Skepticism

I loooooove vampires

I can’t help myself. I love these blood-sucking, night-stalking, dark, mysterious creatures. I can’t get enough of them. I know they’re scary and usually evil, but I sometimes finding myself wishing they were real. Especially sexy vamps like this….

I also find myself wondering where the legend of vampires came from (just like I wonder where the idea of gods came from). A few years ago, I stumbled onto an interesting book that discusses this very topic.

Food for the Dead: On the Trail of New England’s Vampires by Michael E. Bell explores the folklore of American vampires who are, according to a Publisher’s Weekly review, more macabre than their Eastern European cousins.

If I were to chose a form of immortality, I’d rather be a vampire here on earth in the throes of passion, blood-lust, and pain, than a saint in heaven — a bucolic land of milk an honey — playing a harp and singing “hosanna” to God for eternity. But American vampires aren’t really immortal. They’re not even really undead. If you ask me, they got royally screwed by whoever handed out monster powers. These American vampires make their friends and relatives gravely ill without actually getting to rise from their own graves.

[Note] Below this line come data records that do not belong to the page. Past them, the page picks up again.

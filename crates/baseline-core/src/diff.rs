//! Structural comparison of canonical fact trees.
//!
//! Any number of labelled fact sets can be compared at once. Each fact name in
//! the union of all sets produces one [`FactComparison`], classified as
//! [`FactState::Same`], [`FactState::Different`], [`FactState::Incomparable`]
//! or [`FactState::OnlyIn`], with categories compared child by child.

use std::collections::{BTreeMap, BTreeSet};

use serde::{Deserialize, Serialize};

use crate::{error::Error, fact::Fact};

/// One side of a comparison: a label (baseline or system name) and its facts.
#[derive(Debug, Clone, Copy)]
pub struct FactSet<'a> {
  pub label: &'a str,
  pub facts: &'a [Fact],
}

impl<'a> FactSet<'a> {
  pub fn new(label: &'a str, facts: &'a [Fact]) -> Self { Self { label, facts } }
}

#[derive(Debug, Clone, PartialEq, Eq, Serialize, Deserialize)]
#[serde(tag = "state", rename_all = "snake_case")]
pub enum FactState {
  Same,
  Different,
  /// A plain value on one side and a category on another.
  Incomparable,
  /// Present on exactly one side; `side` is that side's label.
  OnlyIn { side: String },
}

/// What a single side holds under a given fact name.
#[derive(Debug, Clone, PartialEq, Eq, Serialize, Deserialize)]
#[serde(tag = "kind", rename_all = "snake_case")]
pub enum SideEntry {
  Absent,
  Leaf { value: String },
  Category,
}

#[derive(Debug, Clone, PartialEq, Eq, Serialize)]
pub struct FactComparison {
  pub name:     String,
  #[serde(flatten)]
  pub state:    FactState,
  /// One entry per input side, in input order.
  pub sides:    Vec<SideEntry>,
  #[serde(skip_serializing_if = "Vec::is_empty")]
  pub children: Vec<FactComparison>,
}

#[derive(Debug, Clone, PartialEq, Eq, Serialize)]
pub struct Comparison {
  pub sides: Vec<String>,
  pub facts: Vec<FactComparison>,
}

impl Comparison {
  /// Fail with [`Error::TypeMismatch`] naming the first incomparable fact by
  /// its dotted path.
  pub fn ensure_comparable(&self) -> Result<(), Error> {
    match first_incomparable(&self.facts, "") {
      Some(path) => Err(Error::TypeMismatch(path)),
      None => Ok(()),
    }
  }

  /// True when every fact compares [`FactState::Same`].
  pub fn all_same(&self) -> bool {
    self.facts.iter().all(|f| f.state == FactState::Same)
  }
}

/// Compare the given fact sets.
pub fn diff(sets: &[FactSet<'_>]) -> Comparison {
  let labels: Vec<&str> = sets.iter().map(|s| s.label).collect();
  let levels: Vec<&[Fact]> = sets.iter().map(|s| s.facts).collect();
  Comparison {
    sides: labels.iter().map(|l| l.to_string()).collect(),
    facts: compare_level(&levels, &labels),
  }
}

// ─── Comparison ──────────────────────────────────────────────────────────────

fn lookup(level: &[Fact]) -> BTreeMap<&str, &Fact> {
  level.iter().map(|f| (f.name(), f)).collect()
}

fn compare_level(levels: &[&[Fact]], labels: &[&str]) -> Vec<FactComparison> {
  let lookups: Vec<_> = levels.iter().map(|l| lookup(l)).collect();
  let names: BTreeSet<&str> = lookups.iter().flat_map(|m| m.keys().copied()).collect();

  names
    .into_iter()
    .map(|name| {
      let found: Vec<Option<&Fact>> =
        lookups.iter().map(|m| m.get(name).copied()).collect();
      compare_fact(name, &found, labels)
    })
    .collect()
}

fn compare_fact(
  name: &str,
  found: &[Option<&Fact>],
  labels: &[&str],
) -> FactComparison {
  let sides = found
    .iter()
    .map(|f| match f {
      None => SideEntry::Absent,
      Some(Fact::Leaf { value, .. }) => SideEntry::Leaf {
        value: value.clone(),
      },
      Some(Fact::Category { .. }) => SideEntry::Category,
    })
    .collect();

  let present = found.iter().flatten().count();
  let categories = found.iter().flatten().filter(|f| f.is_category()).count();
  let leaves = present - categories;

  // Absent and leaf sides contribute an empty child level.
  let children = if categories > 0 {
    let child_levels: Vec<&[Fact]> = found
      .iter()
      .map(|f| f.and_then(Fact::values).unwrap_or(&[]))
      .collect();
    compare_level(&child_levels, labels)
  } else {
    Vec::new()
  };

  let state = if present == 1 && found.len() > 1 {
    let idx = found.iter().position(Option::is_some).unwrap_or_default();
    FactState::OnlyIn {
      side: labels[idx].to_string(),
    }
  } else if leaves > 0 && categories > 0 {
    FactState::Incomparable
  } else if present < found.len() {
    FactState::Different
  } else if categories > 0 {
    if children.iter().all(|c| c.state == FactState::Same) {
      FactState::Same
    } else {
      FactState::Different
    }
  } else {
    let mut values = found.iter().flatten().filter_map(|f| f.value());
    let first = values.next();
    if values.all(|v| Some(v) == first) {
      FactState::Same
    } else {
      FactState::Different
    }
  };

  FactComparison {
    name: name.to_string(),
    state,
    sides,
    children,
  }
}

fn join_path(prefix: &str, name: &str) -> String {
  if prefix.is_empty() {
    name.to_string()
  } else {
    format!("{prefix}.{name}")
  }
}

fn first_incomparable(facts: &[FactComparison], prefix: &str) -> Option<String> {
  facts.iter().find_map(|f| {
    let path = join_path(prefix, &f.name);
    if f.state == FactState::Incomparable {
      Some(path)
    } else {
      first_incomparable(&f.children, &path)
    }
  })
}

// ─── Union merge ─────────────────────────────────────────────────────────────

/// The union of several fact sets, minus the facts they disagree on.
#[derive(Debug, Clone, Default, PartialEq, Eq, Serialize)]
pub struct MergedFacts {
  /// Canonically ordered merged facts.
  pub facts:     Vec<Fact>,
  /// Dotted paths of facts withheld because sides disagreed on the value or
  /// on whether the fact is a category.
  pub conflicts: Vec<String>,
}

/// Merge fact sets by union. Leaves held with the same value wherever they
/// appear are kept; categories are merged child by child. Leaves with
/// differing values and leaf/category clashes are dropped and reported.
pub fn merge_union(sets: &[FactSet<'_>]) -> MergedFacts {
  let levels: Vec<&[Fact]> = sets.iter().map(|s| s.facts).collect();
  let mut conflicts = Vec::new();
  let facts = merge_level(&levels, "", &mut conflicts);
  MergedFacts { facts, conflicts }
}

fn merge_level(
  levels: &[&[Fact]],
  prefix: &str,
  conflicts: &mut Vec<String>,
) -> Vec<Fact> {
  let lookups: Vec<_> = levels.iter().map(|l| lookup(l)).collect();
  let names: BTreeSet<&str> = lookups.iter().flat_map(|m| m.keys().copied()).collect();

  let mut merged = Vec::new();
  for name in names {
    let path = join_path(prefix, name);
    let present: Vec<&Fact> = lookups.iter().filter_map(|m| m.get(name).copied()).collect();

    if present.iter().all(|f| f.is_category()) {
      let child_levels: Vec<&[Fact]> =
        present.iter().filter_map(|f| f.values()).collect();
      let values = merge_level(&child_levels, &path, conflicts);
      merged.push(Fact::category(name, values));
    } else if present.iter().any(|f| f.is_category()) {
      conflicts.push(path);
    } else {
      let mut values = present.iter().filter_map(|f| f.value());
      match values.next() {
        Some(first) if values.all(|v| v == first) => merged.push(Fact::leaf(name, first)),
        _ => conflicts.push(path),
      }
    }
  }
  merged
}

#[cfg(test)]
mod tests {
  use proptest::prelude::*;

  use super::*;

  fn state_of<'a>(cmp: &'a Comparison, name: &str) -> &'a FactComparison {
    cmp.facts.iter().find(|f| f.name == name).unwrap()
  }

  #[test]
  fn differing_leaf_values_retained() {
    let a = vec![Fact::leaf("arch", "x86")];
    let b = vec![Fact::leaf("arch", "arm")];
    let cmp = diff(&[FactSet::new("A", &a), FactSet::new("B", &b)]);

    let arch = state_of(&cmp, "arch");
    assert_eq!(arch.state, FactState::Different);
    assert_eq!(arch.sides, vec![
      SideEntry::Leaf { value: "x86".into() },
      SideEntry::Leaf { value: "arm".into() },
    ]);
  }

  #[test]
  fn leaf_against_category_is_incomparable() {
    let a = vec![Fact::category("cpu", vec![Fact::leaf("sockets", "2")])];
    let b = vec![Fact::leaf("cpu", "2")];
    let cmp = diff(&[FactSet::new("A", &a), FactSet::new("B", &b)]);

    assert_eq!(state_of(&cmp, "cpu").state, FactState::Incomparable);
    assert!(matches!(cmp.ensure_comparable(), Err(Error::TypeMismatch(p)) if p == "cpu"));
  }

  #[test]
  fn nested_incomparable_reported_by_path() {
    let a = vec![Fact::category("net", vec![Fact::leaf("eth0", "up")])];
    let b = vec![Fact::category("net", vec![Fact::category("eth0", vec![])])];
    let cmp = diff(&[FactSet::new("A", &a), FactSet::new("B", &b)]);

    assert_eq!(state_of(&cmp, "net").state, FactState::Different);
    assert!(matches!(cmp.ensure_comparable(), Err(Error::TypeMismatch(p)) if p == "net.eth0"));
  }

  #[test]
  fn only_in_names_the_side() {
    let a = vec![Fact::leaf("arch", "x86"), Fact::leaf("kernel", "5.14")];
    let b = vec![Fact::leaf("arch", "x86")];
    let cmp = diff(&[FactSet::new("A", &a), FactSet::new("B", &b)]);

    assert_eq!(state_of(&cmp, "arch").state, FactState::Same);
    assert_eq!(state_of(&cmp, "kernel").state, FactState::OnlyIn {
      side: "A".into(),
    });
    assert_eq!(state_of(&cmp, "kernel").sides[1], SideEntry::Absent);
  }

  #[test]
  fn missing_from_some_of_three_sides_is_different() {
    let a = vec![Fact::leaf("arch", "x86")];
    let b = vec![Fact::leaf("arch", "x86")];
    let c = vec![];
    let cmp = diff(&[
      FactSet::new("A", &a),
      FactSet::new("B", &b),
      FactSet::new("C", &c),
    ]);
    assert_eq!(state_of(&cmp, "arch").state, FactState::Different);
  }

  #[test]
  fn category_with_changed_child_is_different() {
    let a = vec![Fact::category("cpu", vec![
      Fact::leaf("cores", "4"),
      Fact::leaf("sockets", "2"),
    ])];
    let b = vec![Fact::category("cpu", vec![
      Fact::leaf("cores", "4"),
      Fact::leaf("sockets", "1"),
    ])];
    let cmp = diff(&[FactSet::new("A", &a), FactSet::new("B", &b)]);

    let cpu = state_of(&cmp, "cpu");
    assert_eq!(cpu.state, FactState::Different);
    assert_eq!(cpu.sides, vec![SideEntry::Category, SideEntry::Category]);
    assert_eq!(cpu.children[0].state, FactState::Same);
    assert_eq!(cpu.children[1].state, FactState::Different);
  }

  #[test]
  fn empty_inputs_yield_empty_diff() {
    let cmp = diff(&[FactSet::new("A", &[]), FactSet::new("B", &[])]);
    assert!(cmp.facts.is_empty());
    assert_eq!(cmp.sides, vec!["A", "B"]);
  }

  #[test]
  fn single_side_is_all_same() {
    let a = vec![Fact::leaf("arch", "x86"), Fact::category("cpu", vec![])];
    let cmp = diff(&[FactSet::new("A", &a)]);
    assert!(cmp.all_same());
  }

  #[test]
  fn comparison_serialises_flat_state() {
    let a = vec![Fact::leaf("arch", "x86")];
    let cmp = diff(&[FactSet::new("A", &a), FactSet::new("B", &[])]);
    let json = serde_json::to_value(&cmp.facts[0]).unwrap();
    assert_eq!(json["state"], "only_in");
    assert_eq!(json["side"], "A");
    assert_eq!(json["sides"][1]["kind"], "absent");
  }

  // ── Union merge ───────────────────────────────────────────────────────

  #[test]
  fn merge_keeps_agreeing_and_one_sided_facts() {
    let a = vec![
      Fact::leaf("arch", "x86"),
      Fact::leaf("kernel", "5.14"),
      Fact::category("cpu", vec![Fact::leaf("sockets", "2")]),
    ];
    let b = vec![
      Fact::leaf("arch", "x86"),
      Fact::leaf("kernel", "6.1"),
      Fact::category("cpu", vec![Fact::leaf("cores", "4")]),
      Fact::leaf("os", "rhel"),
    ];
    let merged = merge_union(&[FactSet::new("a", &a), FactSet::new("b", &b)]);

    assert_eq!(merged.facts, vec![
      Fact::leaf("arch", "x86"),
      Fact::category("cpu", vec![Fact::leaf("cores", "4"), Fact::leaf("sockets", "2")]),
      Fact::leaf("os", "rhel"),
    ]);
    assert_eq!(merged.conflicts, vec!["kernel"]);
  }

  #[test]
  fn merge_reports_nested_and_type_conflicts() {
    let a = vec![
      Fact::category("cpu", vec![Fact::leaf("sockets", "2")]),
      Fact::leaf("net", "none"),
    ];
    let b = vec![
      Fact::category("cpu", vec![Fact::leaf("sockets", "1")]),
      Fact::category("net", vec![]),
    ];
    let merged = merge_union(&[FactSet::new("a", &a), FactSet::new("b", &b)]);
    assert_eq!(merged.facts, vec![Fact::category("cpu", vec![])]);
    assert_eq!(merged.conflicts, vec!["cpu.sockets", "net"]);
  }

  // ── Properties ────────────────────────────────────────────────────────

  fn arb_facts() -> impl Strategy<Value = Vec<Fact>> {
    let leaf = ("[a-d]{1,2}", "[0-9]{1,2}").prop_map(|(n, v)| Fact::leaf(n, v));
    let fact = leaf.prop_recursive(2, 16, 3, |inner| {
      ("[a-d]{1,2}", prop::collection::vec(inner, 0..3))
        .prop_map(|(n, vs)| Fact::category(n, vs))
    });
    prop::collection::vec(fact, 0..5).prop_filter_map("duplicate names", |facts| {
      crate::normalize::normalize_facts(facts).ok()
    })
  }

  fn swap_only_in(facts: &[FactComparison]) -> Vec<FactComparison> {
    facts
      .iter()
      .map(|f| FactComparison {
        name:     f.name.clone(),
        state:    match &f.state {
          FactState::OnlyIn { side } if side == "A" => FactState::OnlyIn { side: "B".into() },
          FactState::OnlyIn { .. } => FactState::OnlyIn { side: "A".into() },
          other => other.clone(),
        },
        sides:    f.sides.iter().rev().cloned().collect(),
        children: swap_only_in(&f.children),
      })
      .collect()
  }

  proptest! {
    #[test]
    fn diff_is_reflexive(facts in arb_facts()) {
      let cmp = diff(&[FactSet::new("A", &facts), FactSet::new("B", &facts)]);
      prop_assert!(cmp.all_same());
    }

    #[test]
    fn swapping_sides_swaps_only_in(a in arb_facts(), b in arb_facts()) {
      let ab = diff(&[FactSet::new("A", &a), FactSet::new("B", &b)]);
      let ba = diff(&[FactSet::new("A", &b), FactSet::new("B", &a)]);
      prop_assert_eq!(swap_only_in(&ab.facts), ba.facts);
    }
  }
}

In an interview on SeacoastNH.com, Bell describes the basic premise of his book:

When consumption (which is what people used to call tuberculosis that settled in the lungs) took hold in a family, some people in the outlying areas of New England would open the graves of their deceased relatives, looking for signs that they considered out of the ordinary — such as liquid or “fresh” blood in the heart. The heart would be cut from the body and burned to ashes. Often the ashes were administered, in water or some medicine, to sick family members. The belief supporting these practices seemed to be that there was some sort of evil, perhaps a demon, residing in one of the bodies that was draining the life from others in the family. 

Strangely vampire hunting in America was a form of alternative medicine. The author’s explanation for the belief that people were reaching out from the grave with an evil force that caused disease to spread reminds me of reasons that people turn to homeopathy, acupuncture, and other unproven medical treatments:

I believe that this practice was probably much more prevalent and widespread than we might think. The few cases I’ve found are just the tip of the iceberg. I think that this practice reveals how people deal with looming death that is considered untimely or premature — they will not accept it without putting up a fight. If the medical profession says, “I can’t help you,” then people will look elsewhere for an answer. And folklore always has an answer. It may not be an effective answer, but in the end, even a wrong answer is better than none. Doing something beats doing nothing.

Unfortunately, people feel the same frustrations today and look for solutions that are often no less outlandish.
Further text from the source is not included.